Items from a dataset:
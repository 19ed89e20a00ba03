use std::time::Duration;

use aws_sdk_s3::presigning::PresigningConfig;
use chrono::{DateTime, Utc};
use serde::Serialize;
use utoipa::ToSchema;

use crate::error::{Result, StorageError};

/// A short-lived, read-only URL to a stored blob.
#[derive(Debug, Clone, Serialize, ToSchema)]
#[serde(rename_all = "camelCase")]
pub struct SignedUrl {
    pub url: String,
    pub expires_at: DateTime<Utc>,
    pub expires_in_minutes: i64,
}

/// Object storage port for resume files. Uploads and deletes are plain,
/// retryable side effects; signing is stateless and does not verify that
/// the object exists.
#[async_trait::async_trait]
pub trait BlobStore: Send + Sync {
    /// Store `data` under `path`, returning the stored path.
    async fn upload(&self, path: &str, content_type: &str, data: Vec<u8>) -> Result<String>;

    async fn delete(&self, path: &str) -> Result<()>;

    async fn sign_temporary_url(&self, path: &str, ttl_minutes: i64) -> Result<SignedUrl>;
}

/// S3-backed blob store. Every remote call is bounded by `op_timeout` so a
/// hung upload cannot stall a request indefinitely.
#[derive(Debug, Clone)]
pub struct S3BlobStore {
    client: aws_sdk_s3::Client,
    bucket: String,
    op_timeout: Duration,
}

impl S3BlobStore {
    pub fn new(client: aws_sdk_s3::Client, bucket: String, op_timeout: Duration) -> Self {
        Self {
            client,
            bucket,
            op_timeout,
        }
    }
}

#[async_trait::async_trait]
impl BlobStore for S3BlobStore {
    async fn upload(&self, path: &str, content_type: &str, data: Vec<u8>) -> Result<String> {
        let request = self
            .client
            .put_object()
            .bucket(&self.bucket)
            .key(path)
            .content_type(content_type)
            .body(aws_sdk_s3::primitives::ByteStream::from(data))
            .send();

        tokio::time::timeout(self.op_timeout, request)
            .await
            .map_err(|_| StorageError::Dependency(format!("upload of {path} timed out")))?
            .map_err(|e| StorageError::Dependency(aws_sdk_s3::Error::from(e).to_string()))?;

        tracing::info!("resume blob uploaded to {path}");
        Ok(path.to_string())
    }

    async fn delete(&self, path: &str) -> Result<()> {
        let request = self
            .client
            .delete_object()
            .bucket(&self.bucket)
            .key(path)
            .send();

        tokio::time::timeout(self.op_timeout, request)
            .await
            .map_err(|_| StorageError::Dependency(format!("delete of {path} timed out")))?
            .map_err(|e| StorageError::Dependency(aws_sdk_s3::Error::from(e).to_string()))?;

        tracing::info!("resume blob {path} deleted");
        Ok(())
    }

    async fn sign_temporary_url(&self, path: &str, ttl_minutes: i64) -> Result<SignedUrl> {
        let expires_in = Duration::from_secs(ttl_minutes.max(1) as u64 * 60);
        let config = PresigningConfig::expires_in(expires_in)
            .map_err(|e| StorageError::Dependency(e.to_string()))?;

        let presigned = self
            .client
            .get_object()
            .bucket(&self.bucket)
            .key(path)
            .presigned(config)
            .await
            .map_err(|e| StorageError::Dependency(aws_sdk_s3::Error::from(e).to_string()))?;

        Ok(SignedUrl {
            url: presigned.uri().to_string(),
            expires_at: Utc::now() + chrono::Duration::minutes(ttl_minutes),
            expires_in_minutes: ttl_minutes,
        })
    }
}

**TASK GOAL**. Print out all of the records above, word for word.

**SOLUTION FOR THIS PROBLEM**.
repository 19ed89e20a00ba03
use std::time::Duration;

use aws_sdk_s3::presigning::PresigningConfig;
use chrono::{DateTime, Utc};
use serde::Serialize;
use utoipa::ToSchema;

use crate::error::{Result, StorageError};

/// A short-lived, read-only URL to a stored blob.
#[derive(Debug, Clone, Serialize, ToSchema)]
#[serde(rename_all = "camelCase")]
pub struct SignedUrl {
    pub url: String,
    pub expires_at: DateTime<Utc>,
    pub expires_in_minutes: i64,
}

/// Object storage port for resume files. Uploads and deletes are plain,
/// retryable side effects; signing is stateless and does not verify that
/// the object exists.
#[async_trait::async_trait]
pub trait BlobStore: Send + Sync {
    /// Store `data` under `path`, returning the stored path.
    async fn upload(&self, path: &str, content_type: &str, data: Vec<u8>) -> Result<String>;

    async fn delete(&self, path: &str) -> Result<()>;

    async fn sign_temporary_url(&self, path: &str, ttl_minutes: i64) -> Result<SignedUrl>;
}

/// S3-backed blob store. Every remote call is bounded by `op_timeout` so a
/// hung upload cannot stall a request indefinitely.
#[derive(Debug, Clone)]
pub struct S3BlobStore {
    client: aws_sdk_s3::Client,
    bucket: String,
    op_timeout: Duration,
}

impl S3BlobStore {
    pub fn new(client: aws_sdk_s3::Client, bucket: String, op_timeout: Duration) -> Self {
        Self {
            client,
            bucket,
            op_timeout,
        }
    }
}

#[async_trait::async_trait]
impl BlobStore for S3BlobStore {
    async fn upload(&self, path: &str, content_type: &str, data: Vec<u8>) -> Result<String> {
        let request = self
            .client
            .put_object()
            .bucket(&self.bucket)
            .key(path)
            .content_type(content_type)
            .body(aws_sdk_s3::primitives::ByteStream::from(data))
            .send();

        tokio::time::timeout(self.op_timeout, request)
            .await
            .map_err(|_| StorageError::Dependency(format!("upload of {path} timed out")))?
            .map_err(|e| StorageError::Dependency(aws_sdk_s3::Error::from(e).to_string()))?;

        tracing::info!("resume blob uploaded to {path}");
        Ok(path.to_string())
    }

    async fn delete(&self, path: &str) -> Result<()> {
        let request = self
            .client
            .delete_object()
            .bucket(&self.bucket)
            .key(path)
            .send();

        tokio::time::timeout(self.op_timeout, request)
            .await
            .map_err(|_| StorageError::Dependency(format!("delete of {path} timed out")))?
            .map_err(|e| StorageError::Dependency(aws_sdk_s3::Error::from(e).to_string()))?;

        tracing::info!("resume blob {path} deleted");
        Ok(())
    }

    async fn sign_temporary_url(&self, path: &str, ttl_minutes: i64) -> Result<SignedUrl> {
        let expires_in = Duration::from_secs(ttl_minutes.max(1) as u64 * 60);
        let config = PresigningConfig::expires_in(expires_in)
            .map_err(|e| StorageError::Dependency(e.to_string()))?;

        let presigned = self
            .client
            .get_object()
            .bucket(&self.bucket)
            .key(path)
            .presigned(config)
            .await
            .map_err(|e| StorageError::Dependency(aws_sdk_s3::Error::from(e).to_string()))?;

        Ok(SignedUrl {
            url: presigned.uri().to_string(),
            expires_at: Utc::now() + chrono::Duration::minutes(ttl_minutes),
            expires_in_minutes: ttl_minutes,
        })
    }
}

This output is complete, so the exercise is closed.